はじめに
将来の経済的不安が広がる中、わが子や孫の結婚や子育ての資金を手助けしたいという方は少なくないでしょう。
2015年4月1日に創設された結婚・子育て資金の一括贈与に係る贈与税の非課税措置はそのような方の助けになっています。
もともとこの制度は2025年までの贈与が適用予定でしたが、その適用期限が2年延長され、2027年3月31日までの贈与が適用されることとなりました。
1.結婚・子育て資金の一括贈与に係る贈与税の非課税措置
本制度は、祖父母や両親など(贈与者)が、18歳以上50歳未満の直系卑属名義の口座等に一括して結婚・子育て資金を一括して拠出したとき、この資金について受贈者ごとに1,000万円までが贈与税の非課税となる制度です。
なお、そのうち結婚関係のものについては300万円までとされています。
受贈者である子や孫が50歳に達したり死亡したりした年にその口座は終了となります。
また、口座の残高がゼロになり、かつ、その口座に係る契約を終了させる合意があった場合も終了となります。
そしてそのとき使い残した分には贈与税がかかる場合があることに注意が必要です。
贈与者が死亡した場合には、管理残額を受贈者が贈与者から相続等により取得したものとみなされ、相続税がかかります。
そのほか注意すべき点として、受贈者が信託受益権または金銭等を取得した日の属する年の前年分の所得税に係る合計所得金額が1,000万円を超える場合には、この非課税制度の適用を受けることができないことが挙げられます。
2.必要な手続き
(1)贈与者から結婚・子育て資金の贈与を受けた受贈者は、金融機関と「結婚・子育て資金管理契約」を締結し、金銭等の預入等をします。
(2)受贈者は、「結婚・子育て資金非課税申告書」を金融機関に提出します。これは金融機関経由で税務署に拠出されたものとみなされます。
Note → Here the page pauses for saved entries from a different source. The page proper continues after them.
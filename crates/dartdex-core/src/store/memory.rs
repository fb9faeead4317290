//! In-memory [`RecordStore`] for tests and embedding.
//!
//! Records live in a `BTreeMap` per period behind a `std::sync::RwLock`.
//! Keys are file names, so iteration is already in file-name order.

use std::collections::BTreeMap;
use std::path::PathBuf;
use std::sync::{Arc, RwLock};

use serde_json::Value;

use crate::error::{LookupError, Result};
use crate::models::CatalogEntry;
use crate::period::Period;

use super::RecordStore;

/// In-memory record store.
pub struct MemoryStore {
    periods: RwLock<BTreeMap<Period, BTreeMap<String, Value>>>,
}

impl MemoryStore {
    pub fn new() -> Self {
        Self {
            periods: RwLock::new(BTreeMap::new()),
        }
    }

    /// Creates `period` with no records (an existing, empty directory).
    pub fn add_period(&self, period: Period) {
        let mut periods = self.periods.write().unwrap_or_else(|e| e.into_inner());
        periods.entry(period).or_default();
    }

    /// Stores `record` under `file_name` in `period`, creating the period.
    ///
    /// Malformed file names are accepted and later skipped by listings,
    /// the same way stray files in a directory are.
    pub fn insert(&self, period: Period, file_name: impl Into<String>, record: Value) {
        let mut periods = self.periods.write().unwrap_or_else(|e| e.into_inner());
        periods
            .entry(period)
            .or_default()
            .insert(file_name.into(), record);
    }

    fn location(period: Period, file_name: &str) -> String {
        format!("memory://{}/{}/{}", period.year, period.quarter_dir(), file_name)
    }
}

impl Default for MemoryStore {
    fn default() -> Self {
        Self::new()
    }
}

impl RecordStore for MemoryStore {
    fn list_period(&self, period: Period) -> Result<Arc<[CatalogEntry]>> {
        let periods = self.periods.read().unwrap_or_else(|e| e.into_inner());
        let files = periods.get(&period).ok_or_else(|| LookupError::PathNotFound {
            period,
            path: PathBuf::from(format!("memory://{}/{}", period.year, period.quarter_dir())),
        })?;

        Ok(files
            .keys()
            .filter_map(|name| CatalogEntry::from_file_name(name, Self::location(period, name)))
            .collect::<Vec<_>>()
            .into())
    }

    fn load(&self, entry: &CatalogEntry) -> Result<Value> {
        let periods = self.periods.read().unwrap_or_else(|e| e.into_inner());
        periods
            .iter()
            .find_map(|(period, files)| {
                if Self::location(*period, &entry.file_name) == entry.location {
                    files.get(&entry.file_name).cloned()
                } else {
                    None
                }
            })
            .ok_or_else(|| LookupError::Io {
                path: PathBuf::from(&entry.location),
                source: std::io::Error::new(std::io::ErrorKind::NotFound, "record not in store"),
            })
    }

    fn periods(&self) -> Vec<Period> {
        let periods = self.periods.read().unwrap_or_else(|e| e.into_inner());
        periods.keys().copied().collect()
    }
}

#[cfg(test)]
mod tests {
    use super::*;
    use serde_json::json;

    fn q1() -> Period {
        Period::new(2025, 1).unwrap()
    }

    #[test]
    fn test_missing_period_is_path_not_found() {
        let store = MemoryStore::new();
        let err = store.list_period(q1()).unwrap_err();
        assert!(matches!(err, LookupError::PathNotFound { .. }));
    }

    #[test]
    fn test_empty_period_lists_nothing() {
        let store = MemoryStore::new();
        store.add_period(q1());
        assert!(store.list_period(q1()).unwrap().is_empty());
        assert_eq!(store.periods(), vec![q1()]);
    }

    #[test]
    fn test_listing_sorted_and_filtered() {
        let store = MemoryStore::new();
        store.insert(q1(), "323410_카카오뱅크.json", json!({}));
        store.insert(q1(), "035720_카카오.json", json!({}));
        store.insert(q1(), "progress.json", json!({}));

        let names: Vec<String> = store
            .list_period(q1())
            .unwrap()
            .iter()
            .map(|e| e.file_name.clone())
            .collect();
        assert_eq!(names, vec!["035720_카카오.json", "323410_카카오뱅크.json"]);
    }

    #[test]
    fn test_load_roundtrip() {
        let store = MemoryStore::new();
        store.insert(q1(), "000010_신한은행.json", json!({"metadata": {"corp_name": "신한은행"}}));
        let entry = store.list_period(q1()).unwrap()[0].clone();
        let raw = store.load(&entry).unwrap();
        assert_eq!(raw["metadata"]["corp_name"], "신한은행");
    }
}
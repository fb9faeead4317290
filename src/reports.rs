//! `dartdex reports`: every configured period with a matching record.

use anyhow::{Context, Result};

use dartdex_core::Period;

use crate::config::Config;
use crate::lookup::DisclosureLookup;

pub fn run_reports(config: &Config, query: &str, target: Option<&str>) -> Result<()> {
    let target = target
        .map(|t| t.parse::<Period>())
        .transpose()
        .context("invalid --target period")?;

    let lookup = DisclosureLookup::from_config(config);
    let listing = lookup.quarterly_reports(query, target)?;

    println!("{:<8} {:<20} {:<32} TARGET", "PERIOD", "COMPANY", "FILE");
    for r in &listing.reports {
        println!(
            "{:<8} {:<20} {:<32} {}",
            r.period.to_string(),
            r.company_name,
            r.file_name,
            if r.is_target { "*" } else { "" }
        );
    }
    println!();
    println!("{} report(s) for '{}'", listing.total_count, listing.company_name);

    if let Some(t) = target {
        if listing.target().is_none() {
            println!("target period {} has no matching record", t);
        }
    }

    Ok(())
}
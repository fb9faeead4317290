use anyhow::{Context, Result};
use serde::Deserialize;
use std::path::{Path, PathBuf};

use dartdex_core::postprocess::HeaderMode;
use dartdex_core::resolve::{ResolveOptions, DEFAULT_FUZZY_CANDIDATES, DEFAULT_FUZZY_THRESHOLD};
use dartdex_core::Period;

#[derive(Debug, Deserialize, Clone)]
pub struct Config {
    pub data: DataConfig,
    #[serde(default)]
    pub periods: PeriodsConfig,
    #[serde(default)]
    pub resolver: ResolverConfig,
    #[serde(default)]
    pub index: IndexConfig,
    #[serde(default)]
    pub server: ServerConfig,
}

#[derive(Debug, Deserialize, Clone)]
pub struct DataConfig {
    /// Root of the `{year}/Q{quarter}/companies` tree.
    pub base_path: PathBuf,
}

#[derive(Debug, Deserialize, Clone)]
pub struct PeriodsConfig {
    #[serde(default = "default_years")]
    pub years: Vec<i32>,
    #[serde(default = "default_quarters")]
    pub quarters: Vec<u8>,
}

impl Default for PeriodsConfig {
    fn default() -> Self {
        Self {
            years: default_years(),
            quarters: default_quarters(),
        }
    }
}

fn default_years() -> Vec<i32> {
    vec![2022, 2023, 2024, 2025]
}
fn default_quarters() -> Vec<u8> {
    vec![1, 2, 3, 4]
}

#[derive(Debug, Deserialize, Clone)]
pub struct ResolverConfig {
    #[serde(default = "default_fuzzy_threshold")]
    pub fuzzy_threshold: f64,
    #[serde(default = "default_fuzzy_candidates")]
    pub fuzzy_candidates: usize,
    #[serde(default)]
    pub header_mode: HeaderMode,
}

impl Default for ResolverConfig {
    fn default() -> Self {
        Self {
            fuzzy_threshold: default_fuzzy_threshold(),
            fuzzy_candidates: default_fuzzy_candidates(),
            header_mode: HeaderMode::default(),
        }
    }
}

fn default_fuzzy_threshold() -> f64 {
    DEFAULT_FUZZY_THRESHOLD
}
fn default_fuzzy_candidates() -> usize {
    DEFAULT_FUZZY_CANDIDATES
}

#[derive(Debug, Deserialize, Clone)]
pub struct IndexConfig {
    #[serde(default = "default_index_enabled")]
    pub enabled: bool,
    /// Seconds before a period listing is rebuilt. `0` keeps it until invalidated.
    #[serde(default = "default_ttl_secs")]
    pub ttl_secs: u64,
}

impl Default for IndexConfig {
    fn default() -> Self {
        Self {
            enabled: default_index_enabled(),
            ttl_secs: default_ttl_secs(),
        }
    }
}

fn default_index_enabled() -> bool {
    true
}
fn default_ttl_secs() -> u64 {
    300
}

#[derive(Debug, Deserialize, Clone)]
pub struct ServerConfig {
    #[serde(default = "default_bind")]
    pub bind: String,
}

impl Default for ServerConfig {
    fn default() -> Self {
        Self {
            bind: default_bind(),
        }
    }
}

fn default_bind() -> String {
    "127.0.0.1:7340".to_string()
}

impl Config {
    /// Defaults for everything except the data root.
    pub fn with_base_path(base_path: impl Into<PathBuf>) -> Self {
        Self {
            data: DataConfig {
                base_path: base_path.into(),
            },
            periods: PeriodsConfig::default(),
            resolver: ResolverConfig::default(),
            index: IndexConfig::default(),
            server: ServerConfig::default(),
        }
    }

    /// The bounded set of periods scanned by report enumeration, oldest first.
    pub fn period_grid(&self) -> Vec<Period> {
        let mut grid = Period::grid(&self.periods.years, &self.periods.quarters);
        grid.sort();
        grid.dedup();
        grid
    }

    pub fn resolve_options(&self) -> ResolveOptions {
        ResolveOptions {
            fuzzy_threshold: self.resolver.fuzzy_threshold,
            fuzzy_candidates: self.resolver.fuzzy_candidates,
            allow_fuzzy: true,
        }
    }
}

pub fn load_config(path: &Path) -> Result<Config> {
    let content = std::fs::read_to_string(path)
        .with_context(|| format!("Failed to read config file: {}", path.display()))?;

    let config: Config = toml::from_str(&content).with_context(|| "Failed to parse config file")?;

    validate(&config)?;
    Ok(config)
}

pub fn validate(config: &Config) -> Result<()> {
    // Validate periods
    if config.periods.years.is_empty() {
        anyhow::bail!("periods.years must not be empty");
    }
    if config.periods.quarters.is_empty() {
        anyhow::bail!("periods.quarters must not be empty");
    }
    if let Some(q) = config.periods.quarters.iter().find(|q| !(1..=4).contains(*q)) {
        anyhow::bail!("periods.quarters must be within 1..=4, got {}", q);
    }
    if let Some(y) = config.periods.years.iter().find(|y| **y <= 0) {
        anyhow::bail!("periods.years must be positive, got {}", y);
    }

    // Validate resolver
    if !(0.0..=1.0).contains(&config.resolver.fuzzy_threshold) {
        anyhow::bail!("resolver.fuzzy_threshold must be in [0.0, 1.0]");
    }
    if config.resolver.fuzzy_candidates == 0 {
        anyhow::bail!("resolver.fuzzy_candidates must be >= 1");
    }

    Ok(())
}

#[cfg(test)]
mod tests {
    use super::*;
    use std::io::Write;

    fn write_config(body: &str) -> tempfile::NamedTempFile {
        let mut f = tempfile::NamedTempFile::new().unwrap();
        f.write_all(body.as_bytes()).unwrap();
        f
    }

    #[test]
    fn test_minimal_config_gets_defaults() {
        let f = write_config("[data]\nbase_path = \"/srv/dart_api_data\"\n");
        let cfg = load_config(f.path()).unwrap();
        assert_eq!(cfg.data.base_path, PathBuf::from("/srv/dart_api_data"));
        assert_eq!(cfg.periods.years, vec![2022, 2023, 2024, 2025]);
        assert_eq!(cfg.resolver.fuzzy_threshold, 0.5);
        assert_eq!(cfg.resolver.fuzzy_candidates, 5);
        assert_eq!(cfg.resolver.header_mode, HeaderMode::Union);
        assert!(cfg.index.enabled);
        assert_eq!(cfg.server.bind, "127.0.0.1:7340");
        assert_eq!(cfg.period_grid().len(), 16);
    }

    #[test]
    fn test_full_config() {
        let f = write_config(
            r#"
[data]
base_path = "./data"

[periods]
years = [2025, 2024]
quarters = [1, 2]

[resolver]
fuzzy_threshold = 0.6
fuzzy_candidates = 3
header_mode = "first_row"

[index]
enabled = false
ttl_secs = 0

[server]
bind = "0.0.0.0:9000"
"#,
        );
        let cfg = load_config(f.path()).unwrap();
        assert_eq!(cfg.resolver.header_mode, HeaderMode::FirstRow);
        assert!(!cfg.index.enabled);
        let grid: Vec<String> = cfg.period_grid().iter().map(|p| p.to_string()).collect();
        assert_eq!(grid, vec!["2024Q1", "2024Q2", "2025Q1", "2025Q2"]);
        let opts = cfg.resolve_options();
        assert_eq!(opts.fuzzy_threshold, 0.6);
        assert_eq!(opts.fuzzy_candidates, 3);
    }

    #[test]
    fn test_rejects_bad_quarter() {
        let f = write_config("[data]\nbase_path = \"d\"\n[periods]\nquarters = [1, 5]\n");
        let err = load_config(f.path()).unwrap_err();
        assert!(err.to_string().contains("quarters"));
    }

    #[test]
    fn test_rejects_bad_threshold() {
        let f = write_config("[data]\nbase_path = \"d\"\n[resolver]\nfuzzy_threshold = 1.5\n");
        assert!(load_config(f.path()).is_err());
    }

    #[test]
    fn test_example_config_is_valid() {
        let path = Path::new(env!("CARGO_MANIFEST_DIR")).join("config/dartdex.example.toml");
        let cfg = load_config(&path).unwrap();
        assert_eq!(cfg.index.ttl_secs, 300);
    }

    #[test]
    fn test_missing_file_is_error() {
        let err = load_config(Path::new("/nonexistent/dartdex.toml")).unwrap_err();
        assert!(err.to_string().contains("Failed to read config file"));
    }
}
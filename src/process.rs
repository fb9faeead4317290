//! `dartdex process`: post-process a single record file.

use anyhow::{Context, Result};
use std::path::Path;

use dartdex_core::postprocess::{HeaderMode, PostProcessor, ProcessedReport};

use crate::show::OutputFormat;

/// Parses and processes the record at `path`.
pub fn process_file(path: &Path, header_mode: HeaderMode) -> Result<ProcessedReport> {
    let content = std::fs::read_to_string(path)
        .with_context(|| format!("Failed to read record file: {}", path.display()))?;
    let raw: serde_json::Value = serde_json::from_str(&content)
        .with_context(|| format!("Failed to parse record file: {}", path.display()))?;
    Ok(PostProcessor::new(header_mode).process(&raw)?)
}

pub fn render(report: &ProcessedReport, format: OutputFormat) -> Result<String> {
    Ok(match format {
        OutputFormat::Markdown => report.to_markdown(),
        OutputFormat::Json => {
            let mut s = serde_json::to_string_pretty(&report.to_json())?;
            s.push('\n');
            s
        }
    })
}

pub fn run_process(
    path: &Path,
    header_mode: HeaderMode,
    format: OutputFormat,
    output: Option<&Path>,
) -> Result<()> {
    let report = process_file(path, header_mode)?;
    let rendered = render(&report, format)?;

    match output {
        Some(out) => {
            std::fs::write(out, rendered)
                .with_context(|| format!("Failed to write output: {}", out.display()))?;
            tracing::info!(
                sections = report.sections.len(),
                output = %out.display(),
                "wrote processed record"
            );
        }
        None => print!("{}", rendered),
    }

    Ok(())
}
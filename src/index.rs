//! Per-period listing index.
//!
//! Wraps any [`RecordStore`] and caches each period's sorted listing after
//! the first access, so repeated lookups do not re-walk the directory.
//! Listings are immutable snapshots replaced wholesale on refresh. Records
//! themselves are never cached.
//!
//! A cached listing is only rebuilt when its TTL runs out or when it is
//! invalidated. [`DisclosureLookup`](crate::lookup::DisclosureLookup)
//! invalidates on a miss, but a stale listing that still yields a match is
//! used as is: if `카카오` is added after the index was built, the query
//! `카카오` resolves to a partial match on `카카오뱅크` until the listing
//! expires. Use a short `ttl_secs` when files change under a running server.

use serde_json::Value;
use std::collections::HashMap;
use std::sync::{Arc, RwLock};
use std::time::{Duration, Instant};

use dartdex_core::error::Result;
use dartdex_core::models::CatalogEntry;
use dartdex_core::store::RecordStore;
use dartdex_core::Period;

struct CachedListing {
    entries: Arc<[CatalogEntry]>,
    built_at: Instant,
}

pub struct IndexedStore<S> {
    inner: S,
    ttl: Option<Duration>,
    listings: RwLock<HashMap<Period, CachedListing>>,
}

impl<S: RecordStore> IndexedStore<S> {
    /// `ttl` of `None` keeps listings until [`RecordStore::invalidate`] is called.
    pub fn new(inner: S, ttl: Option<Duration>) -> Self {
        Self {
            inner,
            ttl,
            listings: RwLock::new(HashMap::new()),
        }
    }

    /// Builds from the `[index].ttl_secs` setting, where `0` means no expiry.
    pub fn with_ttl_secs(inner: S, ttl_secs: u64) -> Self {
        let ttl = (ttl_secs > 0).then(|| Duration::from_secs(ttl_secs));
        Self::new(inner, ttl)
    }

    /// Number of periods currently indexed.
    pub fn indexed_periods(&self) -> usize {
        self.listings.read().unwrap_or_else(|e| e.into_inner()).len()
    }

    fn fresh(&self, period: Period) -> Option<Arc<[CatalogEntry]>> {
        let listings = self.listings.read().unwrap_or_else(|e| e.into_inner());
        let cached = listings.get(&period)?;
        match self.ttl {
            Some(ttl) if cached.built_at.elapsed() >= ttl => None,
            _ => Some(cached.entries.clone()),
        }
    }
}

impl<S: RecordStore> RecordStore for IndexedStore<S> {
    fn list_period(&self, period: Period) -> Result<Arc<[CatalogEntry]>> {
        if let Some(entries) = self.fresh(period) {
            return Ok(entries);
        }

        // Missing periods are not cached; the directory may appear later.
        let entries = self.inner.list_period(period)?;
        tracing::debug!(%period, records = entries.len(), "indexed period");

        let mut listings = self.listings.write().unwrap_or_else(|e| e.into_inner());
        listings.insert(
            period,
            CachedListing {
                entries: entries.clone(),
                built_at: Instant::now(),
            },
        );
        Ok(entries)
    }

    fn load(&self, entry: &CatalogEntry) -> Result<Value> {
        self.inner.load(entry)
    }

    fn periods(&self) -> Vec<Period> {
        self.inner.periods()
    }

    fn invalidate(&self, period: Period) {
        let removed = self
            .listings
            .write()
            .unwrap_or_else(|e| e.into_inner())
            .remove(&period)
            .is_some();
        if removed {
            tracing::debug!(%period, "invalidated period index");
        }
        self.inner.invalidate(period);
    }
}
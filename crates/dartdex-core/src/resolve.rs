//! Three-tier company-name resolution.
//!
//! Maps a free-text company name to at most one record file of a period.
//! The tiers are strictly ordered and mutually exclusive:
//!
//! 1. **Exact**: a file whose company name equals the query. The first one
//!    in listing order wins and the scan stops.
//! 2. **Partial**: every name that contains the query or is contained in
//!    it. The shortest name wins, so `카카오` beats `카카오뱅크` for the
//!    query `카카오`. Equal lengths keep listing order.
//! 3. **Fuzzy**: names whose [`ratio`] with the query exceeds the
//!    threshold, best score first. Equal scores keep listing order.
//!
//! Listing order is file-name order (see [`RecordStore::list_period`]), so
//! every tie-break above is deterministic.

use serde::Serialize;
use std::cmp::Ordering;
use std::fmt;

use crate::error::{LookupError, Result};
use crate::models::CatalogEntry;
use crate::period::Period;
use crate::similarity::ratio;
use crate::store::RecordStore;

pub const DEFAULT_FUZZY_THRESHOLD: f64 = 0.5;
pub const DEFAULT_FUZZY_CANDIDATES: usize = 5;

/// Resolver tuning, decoupled from application config.
#[derive(Debug, Clone)]
pub struct ResolveOptions {
    /// Minimum similarity (exclusive) for a fuzzy candidate.
    pub fuzzy_threshold: f64,
    /// Size of the fuzzy shortlist (chosen candidate + alternatives).
    pub fuzzy_candidates: usize,
    /// When false, resolution stops after the partial tier.
    pub allow_fuzzy: bool,
}

impl Default for ResolveOptions {
    fn default() -> Self {
        Self {
            fuzzy_threshold: DEFAULT_FUZZY_THRESHOLD,
            fuzzy_candidates: DEFAULT_FUZZY_CANDIDATES,
            allow_fuzzy: true,
        }
    }
}

impl ResolveOptions {
    /// Same options with the fuzzy tier disabled.
    pub fn direct(&self) -> Self {
        Self {
            allow_fuzzy: false,
            ..self.clone()
        }
    }
}

/// Which tier produced a match.
#[derive(Debug, Clone, Copy, PartialEq, Eq, Serialize)]
#[serde(rename_all = "snake_case")]
pub enum MatchTier {
    Exact,
    Partial,
    Fuzzy,
}

impl fmt::Display for MatchTier {
    fn fmt(&self, f: &mut fmt::Formatter<'_>) -> fmt::Result {
        let s = match self {
            MatchTier::Exact => "exact",
            MatchTier::Partial => "partial",
            MatchTier::Fuzzy => "fuzzy",
        };
        f.write_str(s)
    }
}

/// A scored fuzzy candidate.
#[derive(Debug, Clone, PartialEq, Serialize)]
pub struct FuzzyCandidate {
    pub company_name: String,
    pub file_name: String,
    pub score: f64,
}

/// Outcome of resolving one query.
///
/// Generic over the payload so the same shape carries a bare
/// [`CatalogEntry`] out of the resolver and a loaded record out of the
/// lookup service.
#[derive(Debug, Clone, PartialEq, Serialize)]
#[serde(tag = "tier", rename_all = "snake_case")]
pub enum Resolution<R> {
    Exact {
        record: R,
    },
    Partial {
        record: R,
        matched_name: String,
    },
    Fuzzy {
        record: R,
        score: f64,
        alternatives: Vec<FuzzyCandidate>,
    },
    NotFound {
        query: String,
    },
}

impl<R> Resolution<R> {
    pub fn tier(&self) -> Option<MatchTier> {
        match self {
            Resolution::Exact { .. } => Some(MatchTier::Exact),
            Resolution::Partial { .. } => Some(MatchTier::Partial),
            Resolution::Fuzzy { .. } => Some(MatchTier::Fuzzy),
            Resolution::NotFound { .. } => None,
        }
    }

    pub fn is_found(&self) -> bool {
        !matches!(self, Resolution::NotFound { .. })
    }

    pub fn record(&self) -> Option<&R> {
        match self {
            Resolution::Exact { record }
            | Resolution::Partial { record, .. }
            | Resolution::Fuzzy { record, .. } => Some(record),
            Resolution::NotFound { .. } => None,
        }
    }

    pub fn into_record(self) -> Option<R> {
        match self {
            Resolution::Exact { record }
            | Resolution::Partial { record, .. }
            | Resolution::Fuzzy { record, .. } => Some(record),
            Resolution::NotFound { .. } => None,
        }
    }

    /// Converts `NotFound` into [`LookupError::NotFound`] for `period`.
    pub fn into_found(self, period: Option<Period>) -> Result<R> {
        match self {
            Resolution::Exact { record }
            | Resolution::Partial { record, .. }
            | Resolution::Fuzzy { record, .. } => Ok(record),
            Resolution::NotFound { query } => Err(LookupError::not_found(query, period)),
        }
    }

    pub fn map<U>(self, f: impl FnOnce(R) -> U) -> Resolution<U> {
        match self {
            Resolution::Exact { record } => Resolution::Exact { record: f(record) },
            Resolution::Partial {
                record,
                matched_name,
            } => Resolution::Partial {
                record: f(record),
                matched_name,
            },
            Resolution::Fuzzy {
                record,
                score,
                alternatives,
            } => Resolution::Fuzzy {
                record: f(record),
                score,
                alternatives,
            },
            Resolution::NotFound { query } => Resolution::NotFound { query },
        }
    }

    pub fn try_map<U, E>(
        self,
        f: impl FnOnce(R) -> std::result::Result<U, E>,
    ) -> std::result::Result<Resolution<U>, E> {
        Ok(match self {
            Resolution::Exact { record } => Resolution::Exact { record: f(record)? },
            Resolution::Partial {
                record,
                matched_name,
            } => Resolution::Partial {
                record: f(record)?,
                matched_name,
            },
            Resolution::Fuzzy {
                record,
                score,
                alternatives,
            } => Resolution::Fuzzy {
                record: f(record)?,
                score,
                alternatives,
            },
            Resolution::NotFound { query } => Resolution::NotFound { query },
        })
    }
}

/// Trims the query and rejects it if nothing is left.
pub fn validate_query(query: &str) -> Result<&str> {
    let trimmed = query.trim();
    if trimmed.is_empty() {
        return Err(LookupError::InvalidQuery {
            reason: "company name must not be empty".to_string(),
        });
    }
    Ok(trimmed)
}

/// Exact or substring match in either direction (tiers 1 and 2).
pub fn is_name_match(query: &str, name: &str) -> bool {
    query == name || name.contains(query) || query.contains(name)
}

/// Resolves `query` against an already-listed period.
pub fn resolve_entries(
    query: &str,
    entries: &[CatalogEntry],
    opts: &ResolveOptions,
) -> Resolution<CatalogEntry> {
    let mut partial: Vec<&CatalogEntry> = Vec::new();

    for entry in entries {
        let name = entry.company_name.as_str();
        if name == query {
            return Resolution::Exact {
                record: entry.clone(),
            };
        }
        if is_name_match(query, name) {
            partial.push(entry);
        }
    }

    // sort_by_key is stable: equal lengths keep listing order
    partial.sort_by_key(|e| e.company_name.chars().count());
    if let Some(best) = partial.first() {
        return Resolution::Partial {
            record: (*best).clone(),
            matched_name: best.company_name.clone(),
        };
    }

    if opts.allow_fuzzy {
        let mut ranked = rank_fuzzy(query, entries, opts.fuzzy_threshold);
        ranked.truncate(opts.fuzzy_candidates.max(1));
        if let Some(((best, score), rest)) = ranked.split_first() {
            let alternatives = rest
                .iter()
                .map(|(e, s)| FuzzyCandidate {
                    company_name: e.company_name.clone(),
                    file_name: e.file_name.clone(),
                    score: *s,
                })
                .collect();
            return Resolution::Fuzzy {
                record: (*best).clone(),
                score: *score,
                alternatives,
            };
        }
    }

    Resolution::NotFound {
        query: query.to_string(),
    }
}

/// Entries scoring above `threshold`, best first. Ties keep listing order.
fn rank_fuzzy<'a>(
    query: &str,
    entries: &'a [CatalogEntry],
    threshold: f64,
) -> Vec<(&'a CatalogEntry, f64)> {
    let mut scored: Vec<(&CatalogEntry, f64)> = entries
        .iter()
        .map(|e| (e, ratio(query, &e.company_name)))
        .filter(|(_, score)| *score > threshold)
        .collect();
    scored.sort_by(|a, b| b.1.partial_cmp(&a.1).unwrap_or(Ordering::Equal));
    scored
}

/// Fuzzy shortlist for `query` without resolving (used for "did you mean").
pub fn fuzzy_candidates(
    query: &str,
    entries: &[CatalogEntry],
    threshold: f64,
    limit: usize,
) -> Vec<FuzzyCandidate> {
    rank_fuzzy(query, entries, threshold)
        .into_iter()
        .take(limit)
        .map(|(e, score)| FuzzyCandidate {
            company_name: e.company_name.clone(),
            file_name: e.file_name.clone(),
            score,
        })
        .collect()
}

/// Lists `period` in `store` and resolves `query` against it.
///
/// Fails with [`LookupError::InvalidQuery`] for an empty query and
/// [`LookupError::PathNotFound`] when the period does not exist. A period
/// with no matching company yields `Ok(Resolution::NotFound)`.
pub fn resolve<S: RecordStore + ?Sized>(
    store: &S,
    query: &str,
    period: Period,
    opts: &ResolveOptions,
) -> Result<Resolution<CatalogEntry>> {
    let query = validate_query(query)?;
    let entries = store.list_period(period)?;
    Ok(resolve_entries(query, &entries, opts))
}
(3)受贈者が結婚・子育て資金を支払った際にその支払った金額を専用口座から引き出す方法を選択した場合には、領収書等に記載された支払年月日から1年以内に領収書等及び戸籍謄本などを金融機関に提出します。
3.非課税の対象となるものとその要件
結婚関係
例 |
要件 |
挙式や披露宴の開催費用 (会場費、衣装代、演出代等) |
・領収書等に記載された支払年月日が、婚姻1年前の日以後のものが対象 |
結婚を機に新たに物件を賃借する際に要した費用 (賃料や共益費等) |
・賃貸借契約書の締結の日が婚姻の日の前後各1年内で、受贈者名義の契約 ・契約締結日から3年を経過する日までに支払われたもの |
・結婚を機に新たに物件の転居する際に要した費用 |
婚姻の日の1年前の日からその婚姻の日以後1年を経過する日までに行う転居に限る |
子育て関係
例 |
要件 |
不妊治療代 |
・実際に病院に支払った金額が対象 (公的助成の適用有無は関係なし) |
・母子保健法に基づく妊婦健診費用 ・妊娠に起因する疾病の治療費、医薬品代 |
(上記不妊治療代と同じ) |
・出産もための入院から退院にかかった費用 |
・出産日以後1年を経過する日までに支払われたものが対象 |
おわりに
本制度の適用期間が延長された背景に「こども未来戦略」の集中取組期間の最中であり、こども・子育て政略を総動員する時期にあることが挙げられます。
ご自身やご家族の人生設計に合わせて公助を受けることをご検討いただいてはいかがでしょうか。